[RFC PATCH 0/3] KVM: allow listener to stop all vcpus before

All of lore.kernel.org
 help / color / mirror / Atom feed

* [RFC PATCH 0/3] KVM: allow listener to stop all vcpus before
@ 2022-11-04 15:14 Emanuele Giuseppe Esposito
  2022-11-04 15:14 ` [RFC PATCH 1/3] KVM: keep track of running ioctls Emanuele Giuseppe Esposito
                   ` (2 more replies)
  0 siblings, 3 replies; 5+ messages in thread
From: Emanuele Giuseppe Esposito @ 2022-11-04 15:14 UTC (permalink / raw)
  To: qemu-devel
  Cc: Paolo Bonzini, Eduardo Habkost, Marcel Apfelbaum,
	Philippe Mathieu-Daudé,
	Yanan Wang, kvm, Emanuele Giuseppe Esposito

QEMU needs to perform memslots operations like merging and splitting,
and each operation requires more than a single ioctl.
Therefore if a vcpu is concurrently reading the same memslots,
it could end up reading something that was temporarly deleted.
For example, merging two memslots into one would imply:
DELETE(m1)
DELETE(m2)
CREATE(m1+m2)

And a vcpu could attempt to read m2 right after it is deleted, but
before the new one is created.

This approach is 100% QEMU-based.
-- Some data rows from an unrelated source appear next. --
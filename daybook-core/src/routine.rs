//! Persisted recurrence rules ("routines").

use std::collections::BTreeSet;
use std::fmt;

use chrono::{NaiveDate, Utc};
use serde::{Deserialize, Serialize};

use crate::error::{DaybookError, DaybookResult};
use crate::occurrence::TimeOfDay;

/// A recurrence rule that generates occurrences on a weekly pattern within a
/// date range.
#[derive(Debug, Clone, PartialEq, Serialize, Deserialize)]
pub struct Routine {
    pub id: String,
    pub title: String,
    #[serde(rename = "type")]
    pub kind: RecurrenceKind,
    /// 0 = Monday ... 6 = Sunday
    pub days_of_week: BTreeSet<u8>,
    pub time: TimeOfDay,
    pub start_date: NaiveDate,
    #[serde(default)]
    pub end_date: Option<NaiveDate>,
}

impl Routine {
    /// Create a weekly routine with a creation-time id.
    pub fn weekly(
        title: &str,
        days_of_week: BTreeSet<u8>,
        time: TimeOfDay,
        start_date: NaiveDate,
        end_date: Option<NaiveDate>,
    ) -> DaybookResult<Self> {
        let routine = Routine {
            id: format!("routine:{}", Utc::now().timestamp_millis()),
            title: title.trim().to_string(),
            kind: RecurrenceKind::Weekly,
            days_of_week,
            time,
            start_date,
            end_date,
        };
        routine.validate()?;
        Ok(routine)
    }

    pub fn validate(&self) -> DaybookResult<()> {
        if self.title.is_empty() {
            return Err(DaybookError::InvalidRoutine("title is empty".into()));
        }
        if self.days_of_week.is_empty() {
            return Err(DaybookError::InvalidRoutine("no weekdays selected".into()));
        }
        if let Some(day) = self.days_of_week.iter().find(|d| **d > 6) {
            return Err(DaybookError::InvalidRoutine(format!(
                "weekday index {day} out of range"
            )));
        }
        if self.end_date.is_some_and(|end| end < self.start_date) {
            return Err(DaybookError::InvalidRoutine(
                "end date is before start date".into(),
            ));
        }
        Ok(())
    }
}

/// Recurrence kind. Only weekly routines expand; anything else is preserved
/// as written so newer documents survive a load/save cycle.
#[derive(Debug, Clone, PartialEq, Eq, Serialize, Deserialize)]
#[serde(from = "String", into = "String")]
pub enum RecurrenceKind {
    Weekly,
    Other(String),
}

impl From<String> for RecurrenceKind {
    fn from(s: String) -> Self {
        if s == "weekly" {
            RecurrenceKind::Weekly
        } else {
            RecurrenceKind::Other(s)
        }
    }
}

impl From<RecurrenceKind> for String {
    fn from(kind: RecurrenceKind) -> Self {
        match kind {
            RecurrenceKind::Weekly => "weekly".to_string(),
            RecurrenceKind::Other(s) => s,
        }
    }
}

impl fmt::Display for RecurrenceKind {
    fn fmt(&self, f: &mut fmt::Formatter) -> fmt::Result {
        match self {
            RecurrenceKind::Weekly => write!(f, "weekly"),
            RecurrenceKind::Other(s) => write!(f, "{s}"),
        }
    }
}
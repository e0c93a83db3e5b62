use anyhow::Result;
use daybook_core::{Daybook, MonthWindow};
use owo_colors::OwoColorize;

use super::refresh_feeds;
use crate::render::{Render, pluralize};

pub async fn run(daybook: &Daybook, window: MonthWindow, offline: bool, json: bool) -> Result<()> {
    let status = if offline {
        None
    } else {
        Some(refresh_feeds(daybook).await?.status)
    };

    let index = daybook.month(window);

    if json {
        println!("{}", serde_json::to_string_pretty(&index)?);
        return Ok(());
    }

    let total: usize = index.iter().map(|(_, occurrences)| occurrences.len()).sum();
    println!(
        "{} {}",
        window.to_string().bold(),
        format!("({total} {})", pluralize("event", total)).dimmed()
    );

    for (_, occurrences) in index.iter() {
        let Some(first) = occurrences.first() else {
            continue;
        };
        println!();
        println!("{}", first.date.format("%a %-d").bold());
        for occurrence in occurrences {
            println!("   {}", occurrence.render().replace('\n', "\n   "));
        }
    }

    if let Some(status) = status {
        println!();
        println!("{}", status.render());
    }

    Ok(())
}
No KVM API modification is involved,
but implies that QEMU must make sure no new ioctl is running and all
vcpus are stopped.

The logic and code are basically taken from David Hildenbrand
proposal given a while ago while reviewing a previous attempt where
I suggested to solve the above problem directly in KVM by extending
its API.

This is the original code:
https://github.com/davidhildenbrand/qemu/commit/86b1bf546a8d00908e33f7362b0b61e2be8dbb7a

I just split the patch in three smaller patches, and used a
QemuLockCnt instead of counter + mutex.

RHBZ: https://bugzilla.redhat.com/show_bug.cgi?id=1979276

Emanuele

David Hildenbrand (1):
  kvm: Atomic memslot updates

Emanuele Giuseppe Esposito (2):
  KVM: keep track of running ioctls
  KVM: keep track of running vcpu ioctls

 accel/kvm/kvm-all.c      | 175 ++++++++++++++++++++++++++++++++++++---
 hw/core/cpu-common.c     |   2 +
 include/hw/core/cpu.h    |   3 +
 include/sysemu/kvm_int.h |   8 ++
 4 files changed, 177 insertions(+), 11 deletions(-)

-- 
2.31.1

^ permalink raw reply	[flat|nested] 5+ messages in thread

* [RFC PATCH 1/3] KVM: keep track of running ioctls
  2022-11-04 15:14 [RFC PATCH 0/3] KVM: allow listener to stop all vcpus before Emanuele Giuseppe Esposito
@ 2022-11-04 15:14 ` Emanuele Giuseppe Esposito
  2022-11-04 15:14 ` [RFC PATCH 2/3] KVM: keep track of running vcpu ioctls Emanuele Giuseppe Esposito
  2022-11-04 15:14 ` [RFC PATCH 3/3] kvm: Atomic memslot updates Emanuele Giuseppe Esposito
  2 siblings, 0 replies; 5+ messages in thread
From: Emanuele Giuseppe Esposito @ 2022-11-04 15:14 UTC (permalink / raw)
  To: qemu-devel
  Cc: Paolo Bonzini, Eduardo Habkost, Marcel Apfelbaum,
	Philippe Mathieu-Daudé,
	Yanan Wang, kvm, Emanuele Giuseppe Esposito, David Hildenbrand

kvm_in_ioctl_lock uses a QemuLockCnt to keep track of the running
ioctls. It will be used by the memory listener to make sure no
new ioctl runs when it has to perform memslots modifications.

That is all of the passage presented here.